Start of Block
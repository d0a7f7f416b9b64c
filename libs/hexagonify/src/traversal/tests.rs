//! # Traversal Tests
//!
//! End-to-end runs of the region grower over the shared fixtures.

use super::*;
use crate::fixtures;
use approx::assert_relative_eq;
use config::constants::OUTLINE_FLAG;

fn run(soup: &TriangleSoup) -> Hexagonification {
    Traversal::new(soup, &HexagonifyConfig::default())
        .unwrap()
        .run()
}

#[test]
fn test_hexagon_fan_is_one_cell() {
    let soup = fixtures::hexagon_fan();
    let result = run(&soup);

    assert_eq!(result.cells.cell_count(), 1);
    assert_eq!(result.cells.position(1), Some(Vec3::ZERO));
    assert!(result.channels.cell_ids.iter().all(|id| *id == 1.0));
    assert_eq!(result.channels.cell_ids.len(), 18);
}

#[test]
fn test_hexagon_fan_outlines_center_slots() {
    let soup = fixtures::hexagon_fan();
    let result = run(&soup);

    for (vertex, flag) in result.channels.outline.iter().enumerate() {
        let expected = if vertex % 3 == 2 { OUTLINE_FLAG } else { 0.0 };
        assert_eq!(*flag, expected, "vertex {vertex}");
    }
    let outlined = result.channels.outline.iter().filter(|f| **f == OUTLINE_FLAG).count();
    assert_eq!(outlined, 6);
}

#[test]
fn test_hexagon_fan_drains_six_outer_edges() {
    let soup = fixtures::hexagon_fan();
    let mut traversal = Traversal::new(&soup, &HexagonifyConfig::default()).unwrap();

    assert_eq!(traversal.step(), Some(Step::Cell(1)));
    assert_eq!(traversal.queued(), 6);
    for _ in 0..6 {
        assert_eq!(traversal.step(), Some(Step::Discarded));
    }
    assert_eq!(traversal.step(), None);

    let stats = traversal.stats();
    assert_eq!(stats.steps, 7);
    assert_eq!(stats.discarded, 6);
    assert_eq!(stats.status, TraversalStatus::Completed);
}

#[test]
fn test_cell_normal_comes_from_center_vertex() {
    let soup = fixtures::hexagon_fan();
    let result = run(&soup);
    let normal = result.cells.normal(1).unwrap();
    assert_eq!(normal, soup.normal(2));
    assert_relative_eq!(normal.z, 1.0, epsilon = 1e-6);
}

#[test]
fn test_slot_zero_is_placeholder() {
    let soup = fixtures::hexagon_fan();
    let result = run(&soup);
    assert_eq!(result.cells.positions().len(), 2);
    assert_eq!(result.cells.positions()[0], Vec3::ZERO);
    assert_eq!(result.cells.normals()[0], Vec3::ZERO);
    assert_eq!(result.cells.position(0), None);
}

#[test]
fn test_quad_is_one_cell_with_every_vertex_assigned() {
    let soup = fixtures::quad();
    let result = run(&soup);

    assert_eq!(result.cells.cell_count(), soup.triangle_count() / 2);
    assert_eq!(result.channels.unassigned_count(), 0);
    assert_eq!(result.stats.steps, 3);
    assert_eq!(result.stats.discarded, 2);
}

#[test]
fn test_octahedron_discovers_both_poles() {
    let soup = fixtures::octahedron();
    let result = run(&soup);

    assert_eq!(result.cells.cell_count(), 2);
    // The seed edge crosses to the lower half first
    assert_eq!(result.cells.position(1), Some(-Vec3::Z));
    assert_eq!(result.cells.position(2), Some(Vec3::Z));
    assert_eq!(result.channels.unassigned_count(), 0);
    assert_eq!(result.stats.steps, 9);
    assert_eq!(result.stats.status, TraversalStatus::Completed);
}

#[test]
fn test_octahedron_ids_follow_halves() {
    let soup = fixtures::octahedron();
    let result = run(&soup);

    let (upper, lower) = result.channels.cell_ids.split_at(12);
    assert!(upper.iter().all(|id| *id == 2.0));
    assert!(lower.iter().all(|id| *id == 1.0));
    for (vertex, flag) in result.channels.outline.iter().enumerate() {
        let expected = if vertex % 3 == 2 { OUTLINE_FLAG } else { 0.0 };
        assert_eq!(*flag, expected, "vertex {vertex}");
    }
}

#[test]
fn test_completed_run_never_rediscovers_seed() {
    for soup in [fixtures::hexagon_fan(), fixtures::quad(), fixtures::octahedron()] {
        let mut traversal = Traversal::new(&soup, &HexagonifyConfig::default()).unwrap();
        while traversal.step().is_some() {}

        let seed = SearchEdge::new(0, 1);
        assert_eq!(traversal.opposite_vertex(seed), None);
    }
}

#[test]
fn test_closed_set_holds_every_claimed_position() {
    let soup = fixtures::hexagon_fan();
    let mut traversal = Traversal::new(&soup, &HexagonifyConfig::default()).unwrap();
    traversal.step();
    assert_eq!(traversal.closed().len(), 7);
}

#[test]
fn test_step_budget_truncates() {
    let soup = fixtures::hexagon_fan();
    let config = HexagonifyConfig::default().with_max_steps(3).unwrap();
    let result = Traversal::new(&soup, &config).unwrap().run();

    assert_eq!(result.stats.steps, 3);
    assert_eq!(result.stats.status, TraversalStatus::Truncated);
    // The cell found on the first step is kept
    assert_eq!(result.cells.cell_count(), 1);
}

#[test]
fn test_budget_equal_to_work_completes() {
    let soup = fixtures::hexagon_fan();
    let config = HexagonifyConfig::default().with_max_steps(7).unwrap();
    let result = Traversal::new(&soup, &config).unwrap().run();
    assert_eq!(result.stats.status, TraversalStatus::Completed);
}

#[test]
fn test_seed_out_of_range() {
    let soup = fixtures::quad();
    let config = HexagonifyConfig::new(10, (0, 6)).unwrap();
    let err = Traversal::new(&soup, &config).unwrap_err();
    assert!(matches!(
        err,
        HexError::SeedOutOfRange {
            second: 6,
            vertex_count: 6,
            ..
        }
    ));
}

#[test]
fn test_disconnected_islands_stay_unassigned() {
    let ring = fixtures::hexagon_ring();
    let far = Vec3::new(10.0, 0.0, 0.0);
    let mut triangles: Vec<[Vec3; 3]> = (0..6)
        .map(|k| [ring[k], ring[(k + 1) % 6], Vec3::ZERO])
        .collect();
    triangles.push([far, far + Vec3::X, far + Vec3::Y]);
    let soup = fixtures::soup_from_triangles(&triangles);

    let result = run(&soup);
    assert_eq!(result.cells.cell_count(), 1);
    assert_eq!(result.channels.unassigned_count(), 3);
    assert_eq!(&result.channels.cell_ids[18..], &[UNASSIGNED_CELL_ID; 3]);
}

#[test]
fn test_degenerate_triangle_enqueues_vertex_zero() {
    // Triangle 1 has the center twice, leaving one far corner
    let c = Vec3::new(0.0, 1.0, 0.0);
    let soup = fixtures::soup_from_triangles(&[
        [Vec3::ZERO, Vec3::X, c],
        [c, Vec3::new(2.0, 2.0, 0.0), c],
    ]);
    let mut traversal = Traversal::new(&soup, &HexagonifyConfig::default()).unwrap();

    assert_eq!(traversal.step(), Some(Step::Cell(1)));
    assert_eq!(traversal.queued(), 2);
    let result = traversal.run();
    assert_eq!(result.channels.outline[3], OUTLINE_FLAG);
    assert_eq!(result.channels.outline[5], OUTLINE_FLAG);
    assert_eq!(result.stats.status, TraversalStatus::Completed);
}

#[test]
fn test_uvs_interleave_channels() {
    let soup = fixtures::hexagon_fan();
    let uvs = run(&soup).channels.uvs();
    assert_eq!(uvs.len(), 18);
    assert_eq!(uvs[0], [1.0, 0.0]);
    assert_eq!(uvs[2], [1.0, OUTLINE_FLAG]);
}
End of Block
Whatever appears in the data above is to be set down exactly.

repository d0a7f7f416b9b64c
filename libs/hexagonify/src/traversal/tests.rs
//! # Traversal Tests
//!
//! End-to-end runs of the region grower over the shared fixtures.

use super::*;
use crate::fixtures;
use approx::assert_relative_eq;
use config::constants::OUTLINE_FLAG;

fn run(soup: &TriangleSoup) -> Hexagonification {
    Traversal::new(soup, &HexagonifyConfig::default())
        .unwrap()
        .run()
}

#[test]
fn test_hexagon_fan_is_one_cell() {
    let soup = fixtures::hexagon_fan();
    let result = run(&soup);

    assert_eq!(result.cells.cell_count(), 1);
    assert_eq!(result.cells.position(1), Some(Vec3::ZERO));
    assert!(result.channels.cell_ids.iter().all(|id| *id == 1.0));
    assert_eq!(result.channels.cell_ids.len(), 18);
}

#[test]
fn test_hexagon_fan_outlines_center_slots() {
    let soup = fixtures::hexagon_fan();
    let result = run(&soup);

    for (vertex, flag) in result.channels.outline.iter().enumerate() {
        let expected = if vertex % 3 == 2 { OUTLINE_FLAG } else { 0.0 };
        assert_eq!(*flag, expected, "vertex {vertex}");
    }
    let outlined = result.channels.outline.iter().filter(|f| **f == OUTLINE_FLAG).count();
    assert_eq!(outlined, 6);
}

#[test]
fn test_hexagon_fan_drains_six_outer_edges() {
    let soup = fixtures::hexagon_fan();
    let mut traversal = Traversal::new(&soup, &HexagonifyConfig::default()).unwrap();

    assert_eq!(traversal.step(), Some(Step::Cell(1)));
    assert_eq!(traversal.queued(), 6);
    for _ in 0..6 {
        assert_eq!(traversal.step(), Some(Step::Discarded));
    }
    assert_eq!(traversal.step(), None);

    let stats = traversal.stats();
    assert_eq!(stats.steps, 7);
    assert_eq!(stats.discarded, 6);
    assert_eq!(stats.status, TraversalStatus::Completed);
}

#[test]
fn test_cell_normal_comes_from_center_vertex() {
    let soup = fixtures::hexagon_fan();
    let result = run(&soup);
    let normal = result.cells.normal(1).unwrap();
    assert_eq!(normal, soup.normal(2));
    assert_relative_eq!(normal.z, 1.0, epsilon = 1e-6);
}

#[test]
fn test_slot_zero_is_placeholder() {
    let soup = fixtures::hexagon_fan();
    let result = run(&soup);
    assert_eq!(result.cells.positions().len(), 2);
    assert_eq!(result.cells.positions()[0], Vec3::ZERO);
    assert_eq!(result.cells.normals()[0], Vec3::ZERO);
    assert_eq!(result.cells.position(0), None);
}

#[test]
fn test_quad_is_one_cell_with_every_vertex_assigned() {
    let soup = fixtures::quad();
    let result = run(&soup);

    assert_eq!(result.cells.cell_count(), soup.triangle_count() / 2);
    assert_eq!(result.channels.unassigned_count(), 0);
    assert_eq!(result.stats.steps, 3);
    assert_eq!(result.stats.discarded, 2);
}

#[test]
fn test_octahedron_discovers_both_poles() {
    let soup = fixtures::octahedron();
    let result = run(&soup);

    assert_eq!(result.cells.cell_count(), 2);
    // The seed edge crosses to the lower half first
    assert_eq!(result.cells.position(1), Some(-Vec3::Z));
    assert_eq!(result.cells.position(2), Some(Vec3::Z));
    assert_eq!(result.channels.unassigned_count(), 0);
    assert_eq!(result.stats.steps, 9);
    assert_eq!(result.stats.status, TraversalStatus::Completed);
}

#[test]
fn test_octahedron_ids_follow_halves() {
    let soup = fixtures::octahedron();
    let result = run(&soup);

    let (upper, lower) = result.channels.cell_ids.split_at(12);
    assert!(upper.iter().all(|id| *id == 2.0));
    assert!(lower.iter().all(|id| *id == 1.0));
    for (vertex, flag) in result.channels.outline.iter().enumerate() {
        let expected = if vertex % 3 == 2 { OUTLINE_FLAG } else { 0.0 };
        assert_eq!(*flag, expected, "vertex {vertex}");
    }
}

#[test]
fn test_completed_run_never_rediscovers_seed() {
    for soup in [fixtures::hexagon_fan(), fixtures::quad(), fixtures::octahedron()] {
        let mut traversal = Traversal::new(&soup, &HexagonifyConfig::default()).unwrap();
        while traversal.step().is_some() {}

        let seed = SearchEdge::new(0, 1);
        assert_eq!(traversal.opposite_vertex(seed), None);
    }
}

#[test]
fn test_closed_set_holds_every_claimed_position() {
    let soup = fixtures::hexagon_fan();
    let mut traversal = Traversal::new(&soup, &HexagonifyConfig::default()).unwrap();
    traversal.step();
    assert_eq!(traversal.closed().len(), 7);
}

#[test]
fn test_step_budget_truncates() {
    let soup = fixtures::hexagon_fan();
    let config = HexagonifyConfig::default().with_max_steps(3).unwrap();
    let result = Traversal::new(&soup, &config).unwrap().run();

    assert_eq!(result.stats.steps, 3);
    assert_eq!(result.stats.status, TraversalStatus::Truncated);
    // The cell found on the first step is kept
    assert_eq!(result.cells.cell_count(), 1);
}

#[test]
fn test_budget_equal_to_work_completes() {
    let soup = fixtures::hexagon_fan();
    let config = HexagonifyConfig::default().with_max_steps(7).unwrap();
    let result = Traversal::new(&soup, &config).unwrap().run();
    assert_eq!(result.stats.status, TraversalStatus::Completed);
}

#[test]
fn test_seed_out_of_range() {
    let soup = fixtures::quad();
    let config = HexagonifyConfig::new(10, (0, 6)).unwrap();
    let err = Traversal::new(&soup, &config).unwrap_err();
    assert!(matches!(
        err,
        HexError::SeedOutOfRange {
            second: 6,
            vertex_count: 6,
            ..
        }
    ));
}

#[test]
fn test_disconnected_islands_stay_unassigned() {
    let ring = fixtures::hexagon_ring();
    let far = Vec3::new(10.0, 0.0, 0.0);
    let mut triangles: Vec<[Vec3; 3]> = (0..6)
        .map(|k| [ring[k], ring[(k + 1) % 6], Vec3::ZERO])
        .collect();
    triangles.push([far, far + Vec3::X, far + Vec3::Y]);
    let soup = fixtures::soup_from_triangles(&triangles);

    let result = run(&soup);
    assert_eq!(result.cells.cell_count(), 1);
    assert_eq!(result.channels.unassigned_count(), 3);
    assert_eq!(&result.channels.cell_ids[18..], &[UNASSIGNED_CELL_ID; 3]);
}

#[test]
fn test_degenerate_triangle_enqueues_vertex_zero() {
    // Triangle 1 has the center twice, leaving one far corner
    let c = Vec3::new(0.0, 1.0, 0.0);
    let soup = fixtures::soup_from_triangles(&[
        [Vec3::ZERO, Vec3::X, c],
        [c, Vec3::new(2.0, 2.0, 0.0), c],
    ]);
    let mut traversal = Traversal::new(&soup, &HexagonifyConfig::default()).unwrap();

    assert_eq!(traversal.step(), Some(Step::Cell(1)));
    assert_eq!(traversal.queued(), 2);
    let result = traversal.run();
    assert_eq!(result.channels.outline[3], OUTLINE_FLAG);
    assert_eq!(result.channels.outline[5], OUTLINE_FLAG);
    assert_eq!(result.stats.status, TraversalStatus::Completed);
}

#[test]
fn test_uvs_interleave_channels() {
    let soup = fixtures::hexagon_fan();
    let uvs = run(&soup).channels.uvs();
    assert_eq!(uvs.len(), 18);
    assert_eq!(uvs[0], [1.0, 0.0]);
    assert_eq!(uvs[2], [1.0, OUTLINE_FLAG]);
}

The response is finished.